**WORK TO COMPLETE**
The result should be a verbatim copy of the whole listing.

**DATA FOR ANALYSIS**

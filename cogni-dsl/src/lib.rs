//! Cogni DSL - Front-end for the Cogni cognitive-programming language
//!
//! This crate turns Cogni source text (goals, agent directives, memory
//! operations, plugin calls, control flow, functions, debug statements) into a
//! uniform AST, with positional diagnostics and statistics.
//!
//! Architecture:
//! ```text
//! Source text
//!     ↓
//! Lexer (tokens + lex diagnostics)
//!     ↓
//! Parser (dispatch on leading keyword, explicit block stack → parse tree)
//!     ↓
//! Transformer (parse tree → AST, exhaustive over grammar rules)
//!     ↓
//! Validator (node contracts, structural warnings, statistics)
//!     ↓
//! Pretty Printer (canonical source, for round-trip testing)
//! ```
//!
//! ```
//! let parsed = cogni_dsl::parse("goal: \"ship it\"\nagent: auto\n")?;
//! assert_eq!(parsed.ast.children.len(), 2);
//! assert_eq!(parsed.ast.children[0].meta_str("priority"), Some("medium"));
//! # Ok::<(), cogni_dsl::Diagnostics>(())
//! ```

pub mod ast;
pub mod config;
pub mod error;
pub mod frontend;
pub mod grammar;
pub mod lexer;
pub mod parser;
pub mod pretty_printer;
pub mod validator;

// Re-export key types for convenience
pub use ast::{AstNode, NodeType, NodeValue, Scalar};
pub use config::{ConfigError, FrontendConfig};
pub use error::{Diagnostic, DiagnosticKind, Diagnostics, FrontendError, Severity};
pub use frontend::{Frontend, Parsed};
pub use lexer::{tokenize, Span, Token, TokenKind};
pub use pretty_printer::pretty_print;
pub use validator::{Statistics, ValidationReport};

/// Parse `source` with the default configuration.
pub fn parse(source: &str) -> Result<Parsed, Diagnostics> {
    Frontend::new().parse(source)
}

/// Parse `source` and report every diagnostic, with default configuration.
pub fn validate(source: &str) -> ValidationReport {
    Frontend::new().validate(source)
}

/// Statistics for an already-parsed AST.
pub fn statistics(ast: &AstNode) -> Statistics {
    Statistics::collect(ast)
}
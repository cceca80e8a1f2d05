//! Parser module for the Cogni language

mod expr;
pub mod parser;
pub mod tree;

pub use parser::*;
pub use tree::*;
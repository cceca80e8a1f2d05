/// Cogni Parser Tracer - Shows the flow through Tokens → Parse → AST
///
/// Usage: cargo run --bin trace_parser <source-file>
///
/// Set RUST_LOG (default `cogni_dsl=info`) to see the front-end's own logs.

use cogni_dsl::{pretty_print, tokenize, Frontend, FrontendConfig};
use std::fs;
use tracing_subscriber::EnvFilter;

fn main() {
    tracing_subscriber::fmt()
        .with_env_filter(
            EnvFilter::try_from_default_env().unwrap_or_else(|_| EnvFilter::new("cogni_dsl=info")),
        )
        .with_writer(std::io::stderr)
        .init();

    let args: Vec<String> = std::env::args().collect();

    if args.len() < 2 {
        eprintln!("Usage: cargo run --bin trace_parser <source-file>");
        eprintln!();
        eprintln!("Example:");
        eprintln!("  cargo run --bin trace_parser programs/main.cog");
        std::process::exit(1);
    }

    let path = &args[1];

    println!("╔═══════════════════════════════════════════════════════════════");
    println!("║ COGNI PARSER TRACER");
    println!("╚═══════════════════════════════════════════════════════════════\n");

    let source = match fs::read_to_string(path) {
        Ok(c) => c,
        Err(e) => {
            eprintln!("❌ Failed to read {}: {}", path, e);
            std::process::exit(1);
        }
    };

    println!("📝 INPUT:");
    println!("{}", source);
    println!();

    // Step 1: tokens
    println!("🔤 TOKENS:");
    println!("─────────────────────────────────────────────────────────────");
    let (tokens, lex_diagnostics) = tokenize(&source);
    for token in &tokens {
        println!(
            "{:>4}:{:<3} {:<12} {:?}",
            token.span.line,
            token.span.column,
            format!("{:?}", token.kind),
            token.lexeme
        );
    }
    for diagnostic in &lex_diagnostics {
        println!("⚠️  {}", diagnostic);
    }
    println!();

    // Step 2: parse
    let frontend = match Frontend::with_config(FrontendConfig::from_env()) {
        Ok(frontend) => frontend,
        Err(e) => {
            eprintln!("❌ Invalid configuration: {}", e);
            std::process::exit(1);
        }
    };

    match frontend.parse(&source) {
        Ok(parsed) => {
            println!("🌳 AST:");
            println!("─────────────────────────────────────────────────────────────");
            match serde_json::to_string_pretty(&parsed.ast) {
                Ok(json) => println!("{}", json),
                Err(e) => println!("(failed to serialize AST: {})", e),
            }
            println!();

            if !parsed.diagnostics.is_empty() {
                println!("⚠️  WARNINGS:");
                println!("─────────────────────────────────────────────────────────────");
                for diagnostic in &parsed.diagnostics {
                    println!("{}", diagnostic);
                }
                println!();
            }

            println!("📊 STATISTICS:");
            println!("─────────────────────────────────────────────────────────────");
            println!("{:#?}", parsed.statistics);
            println!();

            // Step 3: round-trip
            println!("🔄 ROUND-TRIP TEST:");
            println!("─────────────────────────────────────────────────────────────");
            let canonical = pretty_print(&parsed.ast);
            println!("Canonical source:");
            println!("{}", canonical);

            match frontend.parse(&canonical) {
                Ok(reparsed) if reparsed.ast == parsed.ast => println!("✅ Parse succeeded!"),
                Ok(_) => println!("❌ Round-trip produced a different AST"),
                Err(diagnostics) => println!("❌ Canonical source failed to parse:\n{}", diagnostics),
            }
        }
        Err(diagnostics) => {
            println!("❌ Parse failed:");
            println!("{}", diagnostics);
            std::process::exit(2);
        }
    }
}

**OUTPUT BELOW**
filename cogni-dsl/src/lib.rs
//! Cogni DSL - Front-end for the Cogni cognitive-programming language
//!
//! This crate turns Cogni source text (goals, agent directives, memory
//! operations, plugin calls, control flow, functions, debug statements) into a
//! uniform AST, with positional diagnostics and statistics.
//!
//! Architecture:
//! ```text
//! Source text
//!     ↓
//! Lexer (tokens + lex diagnostics)
//!     ↓
//! Parser (dispatch on leading keyword, explicit block stack → parse tree)
//!     ↓
//! Transformer (parse tree → AST, exhaustive over grammar rules)
//!     ↓
//! Validator (node contracts, structural warnings, statistics)
//!     ↓
//! Pretty Printer (canonical source, for round-trip testing)
//! ```
//!
//! ```
//! let parsed = cogni_dsl::parse("goal: \"ship it\"\nagent: auto\n")?;
//! assert_eq!(parsed.ast.children.len(), 2);
//! assert_eq!(parsed.ast.children[0].meta_str("priority"), Some("medium"));
//! # Ok::<(), cogni_dsl::Diagnostics>(())
//! ```

pub mod ast;
pub mod config;
pub mod error;
pub mod frontend;
pub mod grammar;
pub mod lexer;
pub mod parser;
pub mod pretty_printer;
pub mod validator;

// Re-export key types for convenience
pub use ast::{AstNode, NodeType, NodeValue, Scalar};
pub use config::{ConfigError, FrontendConfig};
pub use error::{Diagnostic, DiagnosticKind, Diagnostics, FrontendError, Severity};
pub use frontend::{Frontend, Parsed};
pub use lexer::{tokenize, Span, Token, TokenKind};
pub use pretty_printer::pretty_print;
pub use validator::{Statistics, ValidationReport};

/// Parse `source` with the default configuration.
pub fn parse(source: &str) -> Result<Parsed, Diagnostics> {
    Frontend::new().parse(source)
}

/// Parse `source` and report every diagnostic, with default configuration.
pub fn validate(source: &str) -> ValidationReport {
    Frontend::new().validate(source)
}

/// Statistics for an already-parsed AST.
pub fn statistics(ast: &AstNode) -> Statistics {
    Statistics::collect(ast)
}
repository cceca80e8a1f2d05
//! Parser module for the Cogni language

mod expr;
pub mod parser;
pub mod tree;

pub use parser::*;
pub use tree::*;
repository cceca80e8a1f2d05
/// Cogni Parser Tracer - Shows the flow through Tokens → Parse → AST
///
/// Usage: cargo run --bin trace_parser <source-file>
///
/// Set RUST_LOG (default `cogni_dsl=info`) to see the front-end's own logs.

use cogni_dsl::{pretty_print, tokenize, Frontend, FrontendConfig};
use std::fs;
use tracing_subscriber::EnvFilter;

fn main() {
    tracing_subscriber::fmt()
        .with_env_filter(
            EnvFilter::try_from_default_env().unwrap_or_else(|_| EnvFilter::new("cogni_dsl=info")),
        )
        .with_writer(std::io::stderr)
        .init();

    let args: Vec<String> = std::env::args().collect();

    if args.len() < 2 {
        eprintln!("Usage: cargo run --bin trace_parser <source-file>");
        eprintln!();
        eprintln!("Example:");
        eprintln!("  cargo run --bin trace_parser programs/main.cog");
        std::process::exit(1);
    }

    let path = &args[1];

    println!("╔═══════════════════════════════════════════════════════════════");
    println!("║ COGNI PARSER TRACER");
    println!("╚═══════════════════════════════════════════════════════════════\n");

    let source = match fs::read_to_string(path) {
        Ok(c) => c,
        Err(e) => {
            eprintln!("❌ Failed to read {}: {}", path, e);
            std::process::exit(1);
        }
    };

    println!("📝 INPUT:");
    println!("{}", source);
    println!();

    // Step 1: tokens
    println!("🔤 TOKENS:");
    println!("─────────────────────────────────────────────────────────────");
    let (tokens, lex_diagnostics) = tokenize(&source);
    for token in &tokens {
        println!(
            "{:>4}:{:<3} {:<12} {:?}",
            token.span.line,
            token.span.column,
            format!("{:?}", token.kind),
            token.lexeme
        );
    }
    for diagnostic in &lex_diagnostics {
        println!("⚠️  {}", diagnostic);
    }
    println!();

    // Step 2: parse
    let frontend = match Frontend::with_config(FrontendConfig::from_env()) {
        Ok(frontend) => frontend,
        Err(e) => {
            eprintln!("❌ Invalid configuration: {}", e);
            std::process::exit(1);
        }
    };

    match frontend.parse(&source) {
        Ok(parsed) => {
            println!("🌳 AST:");
            println!("─────────────────────────────────────────────────────────────");
            match serde_json::to_string_pretty(&parsed.ast) {
                Ok(json) => println!("{}", json),
                Err(e) => println!("(failed to serialize AST: {})", e),
            }
            println!();

            if !parsed.diagnostics.is_empty() {
                println!("⚠️  WARNINGS:");
                println!("─────────────────────────────────────────────────────────────");
                for diagnostic in &parsed.diagnostics {
                    println!("{}", diagnostic);
                }
                println!();
            }

            println!("📊 STATISTICS:");
            println!("─────────────────────────────────────────────────────────────");
            println!("{:#?}", parsed.statistics);
            println!();

            // Step 3: round-trip
            println!("🔄 ROUND-TRIP TEST:");
            println!("─────────────────────────────────────────────────────────────");
            let canonical = pretty_print(&parsed.ast);
            println!("Canonical source:");
            println!("{}", canonical);

            match frontend.parse(&canonical) {
                Ok(reparsed) if reparsed.ast == parsed.ast => println!("✅ Parse succeeded!"),
                Ok(_) => println!("❌ Round-trip produced a different AST"),
                Err(diagnostics) => println!("❌ Canonical source failed to parse:\n{}", diagnostics),
            }
        }
        Err(diagnostics) => {
            println!("❌ Parse failed:");
            println!("{}", diagnostics);
            std::process::exit(2);
        }
    }
}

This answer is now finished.